Now, Chan is back, bringing the latest installment in the long running Police Story franchise to Western shores (subtitled Lockdown, it's been around since 2013), and with it, a reminder of his multifaceted abilities. He's not just an actor. He's also a stunt coordinator and choreographer, a writer, a director, and most importantly, a ceaseless supporter of his country's cinema. With nearly four decades under his (black) belt, it's time to consider Chan's creative cannon. Below you will find our choices for the ten best pictures Jackie Chan's career, everything from the crazy to the classic. While he stuck to formula most of the time, no one made redundancy seem like original spectacle better than he.
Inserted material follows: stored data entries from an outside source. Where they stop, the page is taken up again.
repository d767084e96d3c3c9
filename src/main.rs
//! # repo-rag CLI
//!
//! ## Usage
//!
//! ```bash
//! repo-rag [--config ./config/repo-rag.toml] <command>
//! ```
//!
//! ## Commands
//!
//! | Command | Description |
//! |---------|-------------|
//! | `repo-rag init` | Create the index database and collection |
//! | `repo-rag index <PATHS>...` | Chunk, embed, and store files |
//! | `repo-rag query "<text>"` | Show the closest chunks |
//! | `repo-rag ask "<question>" --file <PATH>...` | Index files, then answer from them |
//! | `repo-rag briefs <PATHS>...` | Summarize each file |
//! | `repo-rag stats` | Show collection statistics |

use clap::{Parser, Subcommand};
use std::path::PathBuf;

use repo_rag::{commands, config, logging, stats};

/// repo-rag: answer questions about source files with retrieval-augmented
/// generation.
#[derive(Parser)]
#[command(
    name = "repo-rag",
    about = "Index source files into a local vector store and answer questions about them",
    version
)]
struct Cli {
    /// Path to configuration file (TOML). Built-in defaults are used when
    /// omitted.
    #[arg(long, global = true)]
    config: Option<PathBuf>,

    #[command(subcommand)]
    command: Commands,
}

#[derive(Subcommand)]
enum Commands {
    /// Create the index database and collection. Idempotent.
    Init,

    /// Chunk, embed, and store files in the vector index.
    ///
    /// Unsupported extensions are skipped; missing or unreadable files are
    /// reported and the rest are still indexed.
    Index {
        /// Files to index.
        #[arg(required = true)]
        paths: Vec<String>,

        /// Print index stats as JSON.
        #[arg(long)]
        json: bool,
    },

    /// Retrieve the chunks most similar to a query.
    Query {
        text: String,

        /// Number of chunks to return (defaults to `[retrieval] top_k`).
        #[arg(long)]
        top_k: Option<usize>,

        #[arg(long)]
        json: bool,
    },

    /// Index the given files, then answer a question grounded in them.
    Ask {
        question: String,

        /// File to index before answering. Repeatable; at least one.
        #[arg(long = "file", required = true)]
        files: Vec<String>,

        #[arg(long)]
        top_k: Option<usize>,

        /// Print `{answer, sources, chunks, index_stats}` as JSON.
        #[arg(long)]
        json: bool,
    },

    /// Generate a short description of each file.
    Briefs {
        #[arg(required = true)]
        paths: Vec<String>,

        #[arg(long)]
        json: bool,
    },

    /// Show collection statistics.
    Stats,
}

#[tokio::main]
async fn main() -> anyhow::Result<()> {
    let cli = Cli::parse();

    let cfg = config::load_or_default(cli.config.as_deref())?;
    logging::init_logging(&cfg.logging);

    match cli.command {
        Commands::Init => {
            commands::run_init(&cfg).await?;
        }
        Commands::Index { paths, json } => {
            commands::run_index(&cfg, &paths, json).await?;
        }
        Commands::Query { text, top_k, json } => {
            commands::run_query(&cfg, &text, top_k, json).await?;
        }
        Commands::Ask {
            question,
            files,
            top_k,
            json,
        } => {
            commands::run_ask(&cfg, &question, files, top_k, json).await?;
        }
        Commands::Briefs { paths, json } => {
            commands::run_briefs(&cfg, &paths, json).await?;
        }
        Commands::Stats => {
            stats::run_stats(&cfg).await?;
        }
    }

    Ok(())
}
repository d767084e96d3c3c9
//! # repo-rag core
//!
//! I/O-free logic for repo-rag: data models, the error taxonomy, the
//! overlapping text chunker, the vector store abstraction with an in-memory
//! collection, similarity ranking, the retrieval pipeline, and the
//! embedding/generation capability traits.
//!
//! This crate contains no tokio, sqlx, filesystem, or network code.
//! Persistence and concrete providers live in the `repo-rag` app crate.

pub mod chunk;
pub mod embedding;
pub mod error;
pub mod generation;
pub mod models;
pub mod prompt;
pub mod retrieve;
pub mod store;

pub use error::{RagError, Result};
pub use retrieve::retrieve;
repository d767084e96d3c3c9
//! Index statistics and health overview.
//!
//! Summarizes what the configured collection holds: entry and source
//! counts, dimensionality, metric, and the on-disk size of the database.
//! Used by `repo-rag stats`.

use anyhow::Result;
use serde::Serialize;

use repo_rag_core::store::VectorStore;

use crate::config::Config;
use crate::sqlite_store::SqliteCollection;

/// Snapshot of one collection.
#[derive(Debug, Clone, Serialize)]
pub struct CollectionStats {
    pub collection: String,
    pub metric: String,
    pub dims: usize,
    pub entries: usize,
    pub sources: usize,
    pub db_bytes: u64,
}

/// Gather stats for the configured collection, or `None` if it has not
/// been created yet.
pub async fn collect_stats(config: &Config) -> Result<Option<CollectionStats>> {
    let collection =
        match SqliteCollection::open_existing(&config.index.persist_dir, &config.index.collection)
            .await?
        {
            Some(c) => c,
            None => return Ok(None),
        };

    let info = collection.info().clone();
    let stats = CollectionStats {
        collection: info.name,
        metric: info.metric.to_string(),
        dims: info.dims,
        entries: collection.count().await?,
        sources: collection.source_count().await?,
        db_bytes: std::fs::metadata(collection.db_path())
            .map(|m| m.len())
            .unwrap_or(0),
    };
    collection.close().await;
    Ok(Some(stats))
}

/// Run the stats command: query the database and print a summary.
pub async fn run_stats(config: &Config) -> Result<()> {
    let db_path = config.db_path();

    println!("repo-rag: index stats");
    println!("=====================");
    println!();
    println!("  Database:    {}", db_path.display());

    let stats = match collect_stats(config).await? {
        Some(stats) => stats,
        None => {
            println!(
                "  Collection '{}' does not exist yet. Run `repo-rag index` first.",
                config.index.collection
            );
            println!();
            return Ok(());
        }
    };

    println!("  Size:        {}", format_bytes(stats.db_bytes));
    println!();
    println!("  Collection:  {}", stats.collection);
    println!("  Metric:      {}", stats.metric);
    println!("  Dimensions:  {}", stats.dims);
    println!("  Entries:     {}", stats.entries);
    println!("  Sources:     {}", stats.sources);
    println!();
    Ok(())
}

/// Format a byte count as a human-readable string.
fn format_bytes(bytes: u64) -> String {
    if bytes < 1024 {
        format!("{} B", bytes)
    } else if bytes < 1024 * 1024 {
        format!("{:.1} KB", bytes as f64 / 1024.0)
    } else if bytes < 1024 * 1024 * 1024 {
        format!("{:.1} MB", bytes as f64 / (1024.0 * 1024.0))
    } else {
        format!("{:.2} GB", bytes as f64 / (1024.0 * 1024.0 * 1024.0))
    }
}

#[cfg(test)]
mod tests {
    use super::*;
    use repo_rag_core::models::{ChunkMetadata, VectorEntry};
    use repo_rag_core::store::DistanceMetric;
    use tempfile::TempDir;

    #[test]
    fn test_format_bytes() {
        assert_eq!(format_bytes(512), "512 B");
        assert_eq!(format_bytes(2048), "2.0 KB");
        assert_eq!(format_bytes(5 * 1024 * 1024), "5.0 MB");
    }

    #[tokio::test]
    async fn test_collect_stats() {
        let tmp = TempDir::new().unwrap();
        let mut config = Config::default();
        config.index.persist_dir = tmp.path().to_path_buf();
        assert!(collect_stats(&config).await.unwrap().is_none());

        let c = SqliteCollection::open_or_create(tmp.path(), "repo_docs", 2, DistanceMetric::L2)
            .await
            .unwrap();
        let entry = |source: &str, idx: usize| VectorEntry {
            id: repo_rag_core::models::chunk_id(source, idx),
            embedding: vec![0.5, 0.5],
            text: "t".to_string(),
            metadata: ChunkMetadata {
                source: source.to_string(),
                chunk_index: idx,
                ingested_at: "2024-01-01T00:00:00Z".to_string(),
            },
            content_hash: None,
        };
        c.upsert(&[entry("a.md", 0), entry("a.md", 1), entry("b.md", 0)])
            .await
            .unwrap();
        c.close().await;

        let stats = collect_stats(&config).await.unwrap().unwrap();
        assert_eq!(stats.entries, 3);
        assert_eq!(stats.sources, 2);
        assert_eq!(stats.dims, 2);
        assert_eq!(stats.metric, "l2");
    }
}
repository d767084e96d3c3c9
//! Error taxonomy for the chunking and retrieval engine.
//!
//! File-level problems ([`RagError::NotFound`], [`RagError::Read`], and
//! per-file [`RagError::Storage`]) are collected by the indexing pipeline
//! as data. Everything else terminates the current operation.

use thiserror::Error;

/// Result type for engine operations.
pub type Result<T> = std::result::Result<T, RagError>;

/// Errors that can occur while chunking, indexing, or retrieving.
#[derive(Error, Debug)]
pub enum RagError {
    /// Invalid parameters (chunk size/overlap, `top_k`, unknown provider).
    #[error("Configuration error: {0}")]
    Config(String),

    /// A source file does not exist.
    #[error("not found: {0}")]
    NotFound(String),

    /// A source file exists but could not be read as text.
    #[error("could not read {path}: {reason}")]
    Read { path: String, reason: String },

    /// Embedding dimensionality disagrees with the collection.
    #[error("Dimension mismatch: expected {expected}, got {actual}")]
    DimensionMismatch { expected: usize, actual: usize },

    /// Vector index read or write failure.
    #[error("Storage error: {0}")]
    Storage(String),

    /// Embedding or generation provider failure.
    #[error("Provider error: {0}")]
    Provider(String),
}

impl RagError {
    /// Construct a [`RagError::Config`] from anything displayable.
    pub fn config(msg: impl Into<String>) -> Self {
        Self::Config(msg.into())
    }

    /// Construct a [`RagError::Storage`] from anything displayable.
    pub fn storage(msg: impl std::fmt::Display) -> Self {
        Self::Storage(msg.to_string())
    }

    /// Construct a [`RagError::Provider`] from anything displayable.
    pub fn provider(msg: impl std::fmt::Display) -> Self {
        Self::Provider(msg.to_string())
    }

    /// Whether the indexing pipeline records this error per file instead of
    /// aborting the run.
    pub fn is_per_file(&self) -> bool {
        matches!(
            self,
            Self::NotFound(_) | Self::Read { .. } | Self::Storage(_)
        )
    }
}
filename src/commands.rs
//! Command implementations behind the `repo-rag` CLI.
//!
//! Each `run_*` function loads what it needs from [`Config`], performs one
//! operation, and prints either a human-readable summary or, with `--json`,
//! a single JSON document on stdout.

use anyhow::{Context, Result};
use serde::Serialize;

use repo_rag_core::embedding::EmbeddingProvider;
use repo_rag_core::models::IndexStats;
use repo_rag_core::retrieve;

use crate::config::Config;
use crate::embedding::create_embedder;
use crate::generation::create_generator;
use crate::ingest::{index_files, IndexOptions};
use crate::rag::{answer, file_briefs, AnswerRequest};
use crate::sqlite_store::SqliteCollection;

/// Open the configured collection sized for `embedder`.
pub async fn open_collection(
    config: &Config,
    embedder: &dyn EmbeddingProvider,
) -> Result<SqliteCollection> {
    SqliteCollection::open_or_create(
        &config.index.persist_dir,
        &config.index.collection,
        embedder.dims(),
        config.index.metric,
    )
    .await
    .with_context(|| {
        format!(
            "Failed to open collection '{}' in {}",
            config.index.collection,
            config.index.persist_dir.display()
        )
    })
}

fn print_json<T: Serialize>(value: &T) -> Result<()> {
    println!("{}", serde_json::to_string_pretty(value)?);
    Ok(())
}

fn print_index_stats(stats: &IndexStats) {
    println!("  added chunks: {}", stats.added_chunks);
    println!("  skipped files: {}", stats.skipped_files);
    if stats.unchanged_files > 0 {
        println!("  unchanged files: {}", stats.unchanged_files);
    }
    if !stats.errors.is_empty() {
        println!("  errors: {}", stats.errors.len());
        for err in &stats.errors {
            println!("    {}: {}", err.path, err.error);
        }
    }
}

/// `repo-rag init`: create the database and the collection record.
pub async fn run_init(config: &Config) -> Result<()> {
    let embedder = create_embedder(&config.embedding)?;
    let collection = open_collection(config, embedder.as_ref()).await?;
    println!(
        "Index initialized: {} (collection '{}', {} dims, {})",
        collection.db_path().display(),
        config.index.collection,
        embedder.dims(),
        config.index.metric
    );
    collection.close().await;
    Ok(())
}

/// `repo-rag index <PATHS>...`
pub async fn run_index(config: &Config, paths: &[String], json: bool) -> Result<()> {
    let embedder = create_embedder(&config.embedding)?;
    let collection = open_collection(config, embedder.as_ref()).await?;
    let options = IndexOptions::from_config(config)?;

    let stats = index_files(paths, &collection, embedder.as_ref(), &options).await?;

    if json {
        print_json(&stats)?;
    } else {
        println!("index {}", config.index.collection);
        println!("  files: {}", paths.len());
        print_index_stats(&stats);
        println!("ok");
    }

    collection.close().await;
    Ok(())
}

/// `repo-rag query <TEXT>`: retrieval only, no generation.
pub async fn run_query(
    config: &Config,
    query: &str,
    top_k: Option<usize>,
    json: bool,
) -> Result<()> {
    let embedder = create_embedder(&config.embedding)?;
    let collection = open_collection(config, embedder.as_ref()).await?;
    let top_k = top_k.unwrap_or(config.retrieval.top_k);

    let retrieved = retrieve(query, &collection, embedder.as_ref(), top_k).await?;

    if json {
        print_json(&retrieved)?;
    } else if retrieved.is_empty() {
        println!("No results.");
    } else {
        for (i, (text, meta)) in retrieved
            .documents
            .iter()
            .zip(&retrieved.metadatas)
            .enumerate()
        {
            println!("{}. {} [chunk {}]", i + 1, meta.source, meta.chunk_index);
            let preview: String = text.chars().take(240).collect();
            println!("   {}", preview.replace('\n', " "));
            println!();
        }
    }

    collection.close().await;
    Ok(())
}

/// `repo-rag ask <QUESTION> --file <PATH>...`
pub async fn run_ask(
    config: &Config,
    question: &str,
    files: Vec<String>,
    top_k: Option<usize>,
    json: bool,
) -> Result<()> {
    let embedder = create_embedder(&config.embedding)?;
    let generator = create_generator(&config.generation)?;
    let collection = open_collection(config, embedder.as_ref()).await?;
    let options = IndexOptions::from_config(config)?;

    let request = AnswerRequest {
        query: question.to_string(),
        files,
        top_k: top_k.unwrap_or(config.retrieval.top_k),
    };
    let result = answer(
        &request,
        &collection,
        embedder.as_ref(),
        generator.as_ref(),
        &options,
    )
    .await;
    collection.close().await;
    let result = result?;

    if json {
        print_json(&result)?;
    } else {
        println!("{}", result.answer.trim());
        println!();
        println!("Sources:");
        for meta in &result.sources {
            println!("  - {} [chunk {}]", meta.source, meta.chunk_index);
        }
        println!();
        println!("Indexing:");
        print_index_stats(&result.index_stats);
    }
    Ok(())
}

/// `repo-rag briefs <PATHS>...`
pub async fn run_briefs(config: &Config, paths: &[String], json: bool) -> Result<()> {
    let generator = create_generator(&config.generation)?;
    let briefs = file_briefs(paths, generator.as_ref()).await;

    if json {
        print_json(&briefs)?;
    } else {
        for brief in &briefs {
            println!("== {} ({})", brief.path, brief.extension);
            println!("{}", brief.brief.trim());
            println!();
        }
    }
    Ok(())
}
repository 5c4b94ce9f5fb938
use anyhow::{Result, anyhow};

pub fn validate_email(address: &str) -> Result<()> {
    if address.is_empty() {
        return Err(anyhow!("Email address cannot be empty"));
    }

    if address.len() > 254 {
        return Err(anyhow!("Email address too long (maximum 254 characters)"));
    }

    let Some((local, domain)) = address.split_once('@') else {
        return Err(anyhow!("Email address must contain '@'"));
    };

    if local.is_empty() || domain.is_empty() {
        return Err(anyhow!("Email address has empty local part or domain"));
    }

    if !domain.contains('.') || domain.starts_with('.') || domain.ends_with('.') {
        return Err(anyhow!("Email domain is malformed"));
    }

    if address.contains(char::is_whitespace) {
        return Err(anyhow!("Email address contains whitespace"));
    }

    Ok(())
}

pub fn validate_phone(number: &str) -> Result<()> {
    if number.is_empty() {
        return Err(anyhow!("Phone number cannot be empty"));
    }

    let valid_chars = number
        .chars()
        .all(|c| c.is_ascii_digit() || c == '+' || c == '-' || c == ' ' || c == '(' || c == ')');

    if !valid_chars {
        return Err(anyhow!("Phone number contains invalid characters"));
    }

    let digits = number.chars().filter(char::is_ascii_digit).count();

    if digits < 10 {
        return Err(anyhow!("Phone number too short (minimum 10 digits)"));
    }

    if digits > 15 {
        return Err(anyhow!("Phone number too long (maximum 15 digits)"));
    }

    Ok(())
}
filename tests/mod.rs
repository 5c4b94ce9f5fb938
mod support;
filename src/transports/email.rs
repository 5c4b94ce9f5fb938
use std::collections::HashMap;
use std::time::Duration;

use anyhow::{Error, Result, anyhow};
use async_trait::async_trait;
use chrono::Utc;
use reqwest::Client;
use serde::Serialize;
use tracing::{debug, info, warn};

use crate::{
    config::Config,
    models::notification::EmailPayload,
    transports::{DeliveryAck, Transport},
};

struct EmailTemplate {
    subject: &'static str,
    body: &'static str,
}

#[derive(Debug, Serialize)]
struct ProviderEmailRequest<'a> {
    from: &'a str,
    to: &'a str,
    subject: &'a str,
    html: &'a str,
}

pub struct EmailTransport {
    http_client: Client,
    api_url: String,
    api_key: String,
    from_address: String,
    simulate: bool,
    templates: HashMap<&'static str, EmailTemplate>,
}

impl EmailTransport {
    pub fn new(config: &Config) -> Result<Self, Error> {
        let http_client = Client::builder()
            .timeout(Duration::from_secs(10))
            .build()
            .map_err(|_| anyhow!("Failed to create HTTP client"))?;

        info!(
            from = %config.email_from,
            simulate = config.simulate_delivery,
            "Email transport initialized"
        );

        Ok(Self {
            http_client,
            api_url: config.email_api_url.clone(),
            api_key: config.email_api_key.clone(),
            from_address: config.email_from.clone(),
            simulate: config.simulate_delivery,
            templates: builtin_templates(),
        })
    }

    fn render(&self, payload: &EmailPayload) -> Result<(String, String), Error> {
        let template = self
            .templates
            .get(payload.template.as_str())
            .ok_or_else(|| anyhow!("Unknown email template '{}'", payload.template))?;

        let subject = if payload.subject.is_empty() {
            replace_variables(template.subject, &payload.data)?
        } else {
            replace_variables(&payload.subject, &payload.data)?
        };
        let body = replace_variables(template.body, &payload.data)?;

        debug!(
            template = %payload.template,
            variable_count = payload.data.len(),
            "Email template rendered"
        );

        Ok((subject, body))
    }
}

#[async_trait]
impl Transport<EmailPayload> for EmailTransport {
    async fn send(&self, payload: &EmailPayload) -> Result<DeliveryAck, Error> {
        let (subject, body) = self.render(payload)?;

        if self.simulate {
            info!(
                to = %payload.to,
                subject = %subject,
                "Simulated email delivery"
            );
            return Ok(DeliveryAck {
                provider_id: format!("sim_email_{}", Utc::now().timestamp_millis()),
            });
        }

        let request = ProviderEmailRequest {
            from: &self.from_address,
            to: &payload.to,
            subject: &subject,
            html: &body,
        };

        let response = self
            .http_client
            .post(&self.api_url)
            .bearer_auth(&self.api_key)
            .json(&request)
            .send()
            .await?;

        if response.status().is_success() {
            let provider_id = response
                .headers()
                .get("x-message-id")
                .and_then(|v| v.to_str().ok())
                .unwrap_or("unknown")
                .to_string();

            info!(to = %payload.to, provider_id = %provider_id, "Email sent");

            Ok(DeliveryAck { provider_id })
        } else {
            let status = response.status();
            let error_text = response.text().await.unwrap_or_default();
            Err(anyhow!("Email provider returned {}: {}", status, error_text))
        }
    }
}

fn replace_variables(
    template: &str,
    variables: &HashMap<String, serde_json::Value>,
) -> Result<String, Error> {
    let mut result = template.to_string();

    for (key, value) in variables {
        let placeholder = format!("{{{{{}}}}}", key);

        let replacement = match value {
            serde_json::Value::String(s) => s.clone(),
            serde_json::Value::Number(n) => n.to_string(),
            serde_json::Value::Bool(b) => b.to_string(),
            serde_json::Value::Null => String::new(),
            _ => {
                return Err(anyhow!("Unsupported variable type for key '{}'", key));
            }
        };

        result = result.replace(&placeholder, &replacement);
    }

    if result.contains("{{") && result.contains("}}") {
        let start = result.find("{{").unwrap();
        let end = result[start..].find("}}").unwrap() + start + 2;
        let missing_var = &result[start..end];

        warn!(
            missing_variable = %missing_var,
            "Email template contains unreplaced variable"
        );

        return Err(anyhow!("Missing variable in template: {}", missing_var));
    }

    Ok(result)
}

fn builtin_templates() -> HashMap<&'static str, EmailTemplate> {
    HashMap::from([
        (
            "inquiryNotification",
            EmailTemplate {
                subject: "New property inquiry from {{name}}",
                body: "<h2>New Inquiry</h2>\
                       <p><strong>Name:</strong> {{name}}</p>\
                       <p><strong>Email:</strong> {{email}}</p>\
                       <p><strong>Phone:</strong> {{phone}}</p>\
                       <p><strong>Property:</strong> {{propertyTitle}}</p>\
                       <p><strong>Message:</strong> {{message}}</p>",
            },
        ),
        (
            "inquiryConfirmation",
            EmailTemplate {
                subject: "We received your inquiry",
                body: "<p>Hi {{name}},</p>\
                       <p>Thank you for your interest in {{propertyTitle}}. \
                       Our team will get back to you within one business day.</p>\
                       <p>Gentle Space Realty</p>",
            },
        ),
        (
            "welcomeEmail",
            EmailTemplate {
                subject: "Welcome to Gentle Space Realty",
                body: "<p>Hi {{name}},</p>\
                       <p>Welcome aboard. Browse our latest office space listings \
                       and reach out any time.</p>\
                       <p>Gentle Space Realty</p>",
            },
        ),
    ])
}
use std::time::Duration;

use anyhow::{Error, Result, anyhow};
use async_trait::async_trait;
use chrono::Utc;
use reqwest::Client;
use serde::Serialize;
use tracing::{debug, info};

use crate::{
    config::Config,
    models::notification::WhatsappPayload,
    transports::{DeliveryAck, Transport},
};

#[derive(Debug, Serialize)]
struct ProviderTextBody<'a> {
    body: &'a str,
}

#[derive(Debug, Serialize)]
struct ProviderMessageRequest<'a> {
    messaging_product: &'static str,
    to: &'a str,
    #[serde(rename = "type")]
    message_type: &'a str,
    text: ProviderTextBody<'a>,
}

pub struct WhatsappTransport {
    http_client: Client,
    api_url: String,
    api_key: String,
    simulate: bool,
}

impl WhatsappTransport {
    pub fn new(config: &Config) -> Result<Self, Error> {
        let http_client = Client::builder()
            .timeout(Duration::from_secs(10))
            .build()
            .map_err(|_| anyhow!("Failed to create HTTP client"))?;

        info!(
            simulate = config.simulate_delivery,
            "WhatsApp transport initialized"
        );

        Ok(Self {
            http_client,
            api_url: config.whatsapp_api_url.clone(),
            api_key: config.whatsapp_api_key.clone(),
            simulate: config.simulate_delivery,
        })
    }
}

#[async_trait]
impl Transport<WhatsappPayload> for WhatsappTransport {
    async fn send(&self, payload: &WhatsappPayload) -> Result<DeliveryAck, Error> {
        let recipient = normalize_phone(&payload.to)?;

        debug!(to = %recipient, message_type = %payload.message_type, "Dispatching WhatsApp message");

        if self.simulate {
            info!(to = %recipient, "Simulated WhatsApp delivery");
            return Ok(DeliveryAck {
                provider_id: format!("sim_whatsapp_{}", Utc::now().timestamp_millis()),
            });
        }

        let request = ProviderMessageRequest {
            messaging_product: "whatsapp",
            to: &recipient,
            message_type: &payload.message_type,
            text: ProviderTextBody {
                body: &payload.message,
            },
        };

        let url = format!("{}/messages", self.api_url);

        let response = self
            .http_client
            .post(&url)
            .bearer_auth(&self.api_key)
            .json(&request)
            .send()
            .await?;

        if response.status().is_success() {
            let body: serde_json::Value = response.json().await.unwrap_or_default();
            let provider_id = body["messages"][0]["id"]
                .as_str()
                .unwrap_or("unknown")
                .to_string();

            info!(to = %recipient, provider_id = %provider_id, "WhatsApp message sent");

            Ok(DeliveryAck { provider_id })
        } else {
            let status = response.status();
            let error_text = response.text().await.unwrap_or_default();
            Err(anyhow!(
                "WhatsApp provider returned {}: {}",
                status,
                error_text
            ))
        }
    }
}

/// Normalizes a phone number to `+<country><number>`. Ten-digit numbers are
/// assumed to be Indian mobiles and get a 91 prefix.
pub fn normalize_phone(number: &str) -> Result<String, Error> {
    let digits: String = number.chars().filter(char::is_ascii_digit).collect();

    if digits.len() < 10 {
        return Err(anyhow!("Phone number too short: '{}'", number));
    }

    if digits.len() > 15 {
        return Err(anyhow!("Phone number too long: '{}'", number));
    }

    if digits.len() == 10 {
        Ok(format!("+91{}", digits))
    } else {
        Ok(format!("+{}", digits))
    }
}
Let's start with an oldie but goodie:

10. Operation Condor (Armour of God 2)

Two years after the final pre-Crystal Skull installment of the Indiana Jones films arrived in theaters, Chan was jumping on the adventurer/explorer bandwagon with this wonderful piece of movie mimicry. At the time, it was one of the most expensive Hong Kong movies ever made ($115 million, which translates to about $15 million American). Taking the character of Asian Hawk and turning him into more of a comedic figure would be the way in which Chan expanded his global reach, realizing that humor could help bring people to his otherwise over the top and carefully choreographed fight films -- and it's obviously worked.

9. Wheels on Meals

They are like the Three Stooges of Hong Kong action comedies, a combination so successful that it's amazing they never caught on around the world. Chan, along with director/writer/fight coordinator/actor Sammo Hung and Yuen Biao, all met at the Peking Opera, where they studied martial arts and acrobatics. They then began making movies, including this hilarious romp involving a food truck, a mysterious woman, and lots of physical shtick. While some prefer their other collaborations (Project A, Lucky Stars), this is their most unabashedly silly and fun. Hung remains one of the most underrated directors in all of the genre.

8. Mr. Nice Guy
Sammo Hung is behind the lens again, this time dealing with Chan's genial chef and a missing mob tape. Basically, an investigative journalist films something she shouldn't, the footage gets mixed up with some of our heroes, and a collection of clever cat and mouse chases ensue. Perhaps one of the best sequences in all of Chan's career occurs in a mall, when a bunch of bad guys come calling to interrupt a cooking demonstration. Most fans have never seen the original film. When New Line picked it up for distribution, it made several editorial and creative cuts. A Japanese release contains the only unaltered version of the effort.

7. Who Am I?

Amnesia. An easy comedic concept, right? Well, leave it to our lead and collaborator Benny Chan (no relation) to take this idea and go crazy with it. The title refers to Chan's post-trauma illness, as well as the name given to him by natives who come across his confused persona. Soon, everyone is referring to our hero by the oddball moniker while major league action set pieces fly by. While Chan is clearly capable of dealing with the demands of physical comedy and slapstick, this is one of the rare occasions when the laughs come from character, not just chaos.

6. Rumble in the Bronx

For many, this was the movie that broke Chan into the US mainstream. Sure, before then, he was a favorite of film fans with access to a video store stocking his foreign titles, but this is the effort that got the attention of Joe and Jane Six Pack. Naturally, as they did with almost all his films, New Line reconfigured it for a domestic audience, and found itself with a huge hit on its hands. Chan purists prefer the original cut, including the cast voices sans dubbing. It was thanks to Rumble that Chan would go on to have a lengthy run in Tinseltown, including those annoying Rush Hour films.